Stored data:
=== Begin Enclosure ===
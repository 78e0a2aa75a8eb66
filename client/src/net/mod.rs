//! Networking modules for the REST backend.
//!
//! SYSTEM CONTEXT
//! ==============
//! `gateway` owns request construction and 401 interception, `api` declares
//! the endpoints, `fetch` is the browser transport, and `types` defines the
//! wire schema.

pub mod api;
pub mod fetch;
pub mod gateway;
pub mod types;
use std::collections::{HashSet, VecDeque};
use std::sync::Arc;

use crate::env::{ClassDef, FieldDef, MethodDef, TypeEnv};
use crate::symbol_type::{MemberRef, SymbolType, TypeBindings, CLONEABLE, OBJECT, SERIALIZABLE};

/// One class reached while walking the supertypes of a type, together with
/// the instantiation it was reached through.
#[derive(Clone, Debug)]
pub struct Instantiation {
    pub ty: SymbolType,
    pub def: Arc<ClassDef>,
    /// Bindings of `def`'s type parameters for `ty`. Raw instantiations bind
    /// every parameter to its erased bound.
    pub bindings: TypeBindings,
}

fn starting_points(ty: &SymbolType) -> Vec<SymbolType> {
    let ty = ty.read_type();
    if ty.is_array() {
        return [OBJECT, CLONEABLE, SERIALIZABLE]
            .into_iter()
            .map(SymbolType::class)
            .collect();
    }
    if ty.is_type_variable() {
        return ty.upper_bounds().to_vec();
    }
    if ty.is_primitive() || ty.is_null() || ty.is_void() || ty.is_unresolved() {
        return Vec::new();
    }
    vec![ty]
}

/// Breadth-first walk over `ty` and all of its supertypes, superclass before
/// interfaces, each class visited once.
///
/// Type arguments are substituted along the way, so walking
/// `ArrayList<String>` reaches `List<String>` and `Collection<String>`.
/// Classes that fail to load are skipped.
pub fn supertype_closure(env: &dyn TypeEnv, ty: &SymbolType) -> Vec<Instantiation> {
    let mut out = Vec::new();
    let mut queue: VecDeque<SymbolType> = starting_points(ty).into();
    let mut seen = HashSet::new();

    while let Some(current) = queue.pop_front() {
        if current.is_type_variable() {
            queue.extend(current.upper_bounds().iter().cloned());
            continue;
        }
        if !seen.insert(current.name().to_string()) {
            continue;
        }
        let def = match env.class(current.name()) {
            Ok(def) => def,
            Err(err) => {
                tracing::trace!(target: "nova.types", class = %current.name(), error = %err, "skipping supertype");
                continue;
            }
        };

        let raw = current.type_args().is_none() && !def.type_params.is_empty();
        let bindings = if raw {
            def.type_params
                .iter()
                .map(|tp| {
                    let erased = tp
                        .bounds
                        .first()
                        .map_or_else(SymbolType::object, SymbolType::erasure);
                    (tp.name.clone(), erased)
                })
                .collect()
        } else {
            def.bindings_for(&current)
        };

        for st in def.direct_supertypes() {
            if raw {
                queue.push_back(st.erasure());
            } else {
                queue.push_back(st.refactor(&bindings, false));
            }
        }
        out.push(Instantiation {
            ty: current,
            def,
            bindings,
        });
    }
    out
}

/// `ty` viewed as its supertype `target`, with type arguments substituted.
///
/// `ArrayList<String>` instantiated as `java.util.List` is `List<String>`;
/// raw types stay raw. Returns `None` when `target` is not a supertype.
pub fn instantiate_as_supertype(
    env: &dyn TypeEnv,
    ty: &SymbolType,
    target: &str,
) -> Option<SymbolType> {
    supertype_closure(env, ty)
        .into_iter()
        .find(|inst| inst.def.name == target)
        .map(|inst| inst.ty)
}

/// A method visible on some receiver type, with the receiver's type
/// arguments applied.
#[derive(Clone, Debug, PartialEq)]
pub struct MethodCandidate {
    pub member: MemberRef,
    pub def: MethodDef,
}

impl MethodCandidate {
    pub fn owner(&self) -> &str {
        self.member.owner()
    }
}

/// Methods named `name` visible on `receiver`, nearest declarations first.
///
/// A method overridden lower in the hierarchy (same erased parameter list)
/// hides the inherited one.
pub fn methods_named(env: &dyn TypeEnv, receiver: &SymbolType, name: &str) -> Vec<MethodCandidate> {
    let mut out: Vec<MethodCandidate> = Vec::new();
    for inst in supertype_closure(env, receiver) {
        for (index, method) in inst.def.methods.iter().enumerate() {
            if method.name != name {
                continue;
            }
            let def = method.substituted(&inst.bindings);
            if out.iter().any(|c| c.def.same_erased_params(&def)) {
                continue;
            }
            out.push(MethodCandidate {
                member: MemberRef::Method {
                    owner: inst.def.name.clone(),
                    index,
                },
                def,
            });
        }
    }
    out
}

/// Constructors of `ty`'s class with its type arguments applied.
pub fn constructors_of(env: &dyn TypeEnv, ty: &SymbolType) -> Vec<MethodCandidate> {
    let Ok(def) = env.class(ty.name()) else {
        return Vec::new();
    };
    let bindings = def.bindings_for(ty);
    def.constructors
        .iter()
        .enumerate()
        .map(|(index, ctor)| MethodCandidate {
            member: MemberRef::Constructor {
                owner: def.name.clone(),
                index,
            },
            def: ctor.substituted(&bindings),
        })
        .collect()
}

/// A field visible on some receiver type.
#[derive(Clone, Debug, PartialEq)]
pub struct FieldCandidate {
    pub member: MemberRef,
    pub def: FieldDef,
}

/// The nearest field named `name` on `receiver` or its supertypes.
pub fn find_field(env: &dyn TypeEnv, receiver: &SymbolType, name: &str) -> Option<FieldCandidate> {
    supertype_closure(env, receiver).into_iter().find_map(|inst| {
        inst.def.field(name).map(|field| FieldCandidate {
            member: MemberRef::Field {
                owner: inst.def.name.clone(),
                name: field.name.clone(),
            },
            def: FieldDef {
                ty: field.ty.refactor(&inst.bindings, false),
                ..field.clone()
            },
        })
    })
}

/// Binary name of the member class `simple` declared in `owner` or
/// inherited from one of its supertypes.
pub fn find_member_class(env: &dyn TypeEnv, owner: &str, simple: &str) -> Option<String> {
    supertype_closure(env, &SymbolType::class(owner))
        .into_iter()
        .find_map(|inst| inst.def.member_class(simple).map(str::to_string))
}

fn is_object_method(method: &MethodDef) -> bool {
    match (method.name.as_str(), method.params.as_slice()) {
        ("equals", [param]) => param.is_object(),
        ("hashCode" | "toString", []) => true,
        _ => false,
    }
}

/// The function type of a functional interface instantiation.
#[derive(Clone, Debug, PartialEq)]
pub struct FunctionType {
    /// The interface, with wildcard arguments replaced by their bounds.
    pub interface: SymbolType,
    /// The single abstract method, with the interface's arguments applied.
    pub method: MethodCandidate,
}

impl FunctionType {
    pub fn params(&self) -> &[SymbolType] {
        &self.method.def.params
    }

    pub fn return_type(&self) -> &SymbolType {
        &self.method.def.return_type
    }
}

/// Replaces wildcard arguments by the type a function parameter sees:
/// `? super L` becomes `L`, `? extends U` becomes `U`, `?` the bound.
fn without_wildcards(ty: &SymbolType) -> SymbolType {
    match ty.type_args() {
        Some(args) => ty
            .clone()
            .with_type_args(Some(args.iter().map(SymbolType::write_type).collect())),
        None => ty.clone(),
    }
}

/// The single abstract method of `target` if it names a functional
/// interface.
///
/// Abstract methods are collected across superinterfaces; methods matching
/// a public `Object` method and abstract methods overridden by a default
/// method do not count.
pub fn function_type(env: &dyn TypeEnv, target: &SymbolType) -> Option<FunctionType> {
    if target.is_array() || target.is_primitive() {
        return None;
    }
    let def = env.class(target.name()).ok()?;
    if !def.is_interface() {
        return None;
    }
    let interface = without_wildcards(target);

    let mut seen: Vec<MethodDef> = Vec::new();
    let mut abstracts: Vec<MethodCandidate> = Vec::new();
    for inst in supertype_closure(env, &interface) {
        if inst.def.name == OBJECT {
            continue;
        }
        for (index, method) in inst.def.methods.iter().enumerate() {
            if method.is_static || method.is_bridge || method.is_synthetic {
                continue;
            }
            let substituted = method.substituted(&inst.bindings);
            let overridden = seen
                .iter()
                .any(|m| m.name == substituted.name && m.same_erased_params(&substituted));
            if overridden {
                continue;
            }
            seen.push(substituted.clone());
            if method.is_abstract && !is_object_method(method) {
                abstracts.push(MethodCandidate {
                    member: MemberRef::Method {
                        owner: inst.def.name.clone(),
                        index,
                    },
                    def: substituted,
                });
            }
        }
    }

    if abstracts.len() != 1 {
        tracing::trace!(
            target: "nova.types",
            interface = %target,
            abstract_methods = abstracts.len(),
            "not a functional interface"
        );
        return None;
    }
    Some(FunctionType {
        interface,
        method: abstracts.remove(0),
    })
}

#[cfg(test)]
mod tests {
    use pretty_assertions::assert_eq;

    use super::*;
    use crate::env::{ClassKind, TypeParamDef};
    use crate::TypeStore;

    fn list_of(arg: SymbolType) -> SymbolType {
        SymbolType::parameterized("java.util.List", vec![arg])
    }

    #[test]
    fn array_list_viewed_as_collection() {
        let env = TypeStore::with_minimal_jdk();
        let ty = SymbolType::parameterized("java.util.ArrayList", vec![SymbolType::string()]);
        assert_eq!(
            instantiate_as_supertype(&env, &ty, "java.util.Collection"),
            Some(SymbolType::parameterized(
                "java.util.Collection",
                vec![SymbolType::string()]
            ))
        );
        assert_eq!(
            instantiate_as_supertype(&env, &SymbolType::class("java.util.ArrayList"), "java.lang.Iterable"),
            Some(SymbolType::class("java.lang.Iterable"))
        );
        assert_eq!(instantiate_as_supertype(&env, &ty, "java.util.Map"), None);
    }

    #[test]
    fn inherited_method_sees_receiver_arguments() {
        let env = TypeStore::with_minimal_jdk();
        let methods = methods_named(&env, &list_of(SymbolType::string()), "iterator");
        assert_eq!(methods.len(), 1);
        assert_eq!(methods[0].owner(), "java.lang.Iterable");
        assert_eq!(
            methods[0].def.return_type,
            SymbolType::parameterized("java.util.Iterator", vec![SymbolType::string()])
        );
    }

    #[test]
    fn raw_receiver_erases_class_variables() {
        let env = TypeStore::with_minimal_jdk();
        let methods = methods_named(&env, &SymbolType::class("java.util.List"), "get");
        assert_eq!(methods[0].def.return_type, SymbolType::object());
    }

    #[test]
    fn overriding_hides_inherited() {
        let env = TypeStore::with_minimal_jdk();
        let ty = SymbolType::parameterized("java.util.ArrayList", vec![SymbolType::string()]);
        let adds = methods_named(&env, &ty, "add");
        let owners: Vec<_> = adds.iter().map(|m| (m.owner(), m.def.arity())).collect();
        assert_eq!(owners, vec![("java.util.ArrayList", 1), ("java.util.List", 2)]);
    }

    #[test]
    fn fields_found_on_supertypes() {
        let mut env = TypeStore::with_minimal_jdk();
        let mut base = ClassDef::new("p.Base", ClassKind::Class);
        base.type_params = vec![TypeParamDef::new("T", Vec::new())];
        base.fields.push(FieldDef {
            name: "value".into(),
            ty: SymbolType::type_variable("T", Vec::new()),
            is_static: false,
        });
        env.insert(base);
        let mut sub = ClassDef::new("p.Sub", ClassKind::Class);
        sub.super_class = Some(SymbolType::parameterized("p.Base", vec![SymbolType::string()]));
        env.insert(sub);

        let field = find_field(&env, &SymbolType::class("p.Sub"), "value").unwrap();
        assert_eq!(field.def.ty, SymbolType::string());
        assert_eq!(field.member.owner(), "p.Base");
    }

    #[test]
    fn function_type_through_inheritance() {
        let env = TypeStore::with_minimal_jdk();
        let unary = SymbolType::parameterized(
            "java.util.function.UnaryOperator",
            vec![SymbolType::string()],
        );
        let ft = function_type(&env, &unary).unwrap();
        assert_eq!(ft.method.def.name, "apply");
        assert_eq!(ft.params(), &[SymbolType::string()]);
        assert_eq!(ft.return_type(), &SymbolType::string());
    }

    #[test]
    fn comparator_equals_does_not_count() {
        let env = TypeStore::with_minimal_jdk();
        let ft = function_type(&env, &SymbolType::class("java.util.Comparator")).unwrap();
        assert_eq!(ft.method.def.name, "compare");
        assert_eq!(ft.params(), &[SymbolType::object(), SymbolType::object()]);
    }

    #[test]
    fn wildcards_collapse_for_function_type() {
        let env = TypeStore::with_minimal_jdk();
        let target = SymbolType::parameterized(
            "java.util.function.Function",
            vec![
                SymbolType::wildcard_super(SymbolType::string()),
                SymbolType::wildcard_extends(SymbolType::class("java.lang.Integer")),
            ],
        );
        let ft = function_type(&env, &target).unwrap();
        assert_eq!(ft.params(), &[SymbolType::string()]);
        assert_eq!(ft.return_type(), &SymbolType::class("java.lang.Integer"));
    }

    #[test]
    fn non_functional_types() {
        let env = TypeStore::with_minimal_jdk();
        assert!(function_type(&env, &SymbolType::class("java.util.List")).is_none());
        assert!(function_type(&env, &SymbolType::string()).is_none());
        assert!(function_type(&env, &SymbolType::class("java.io.Serializable")).is_none());
    }

    #[test]
    fn default_method_overrides_abstract() {
        let mut env = TypeStore::with_minimal_jdk();
        let mut a = ClassDef::new("p.A", ClassKind::Interface);
        let mut f = MethodDef::new("f", Vec::new(), SymbolType::void());
        f.is_abstract = true;
        a.methods.push(f);
        let mut g = MethodDef::new("g", Vec::new(), SymbolType::int());
        g.is_abstract = true;
        a.methods.push(g);
        env.insert(a);
        let mut b = ClassDef::new("p.B", ClassKind::Interface);
        b.interfaces.push(SymbolType::class("p.A"));
        b.methods.push(MethodDef::new("f", Vec::new(), SymbolType::void()));
        env.insert(b);

        assert!(function_type(&env, &SymbolType::class("p.A")).is_none());
        let ft = function_type(&env, &SymbolType::class("p.B")).unwrap();
        assert_eq!(ft.method.def.name, "g");
    }

    #[test]
    fn member_classes_are_inherited() {
        let env = TypeStore::with_minimal_jdk();
        assert_eq!(
            find_member_class(&env, "java.util.HashMap", "Entry").as_deref(),
            Some("java.util.Map$Entry")
        );
        assert_eq!(find_member_class(&env, "java.util.HashMap", "Missing"), None);
    }
}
=== End Enclosure ===
[Task directions]
All that is needed is the exact run of lines above from the line containing "pub fn function_type(env: &dyn" through the line containing "if inst.def.name == OBJECT", both of them included.

[Output below]
pub fn function_type(env: &dyn TypeEnv, target: &SymbolType) -> Option<FunctionType> {
    if target.is_array() || target.is_primitive() {
        return None;
    }
    let def = env.class(target.name()).ok()?;
    if !def.is_interface() {
        return None;
    }
    let interface = without_wildcards(target);

    let mut seen: Vec<MethodDef> = Vec::new();
    let mut abstracts: Vec<MethodCandidate> = Vec::new();
    for inst in supertype_closure(env, &interface) {
        if inst.def.name == OBJECT {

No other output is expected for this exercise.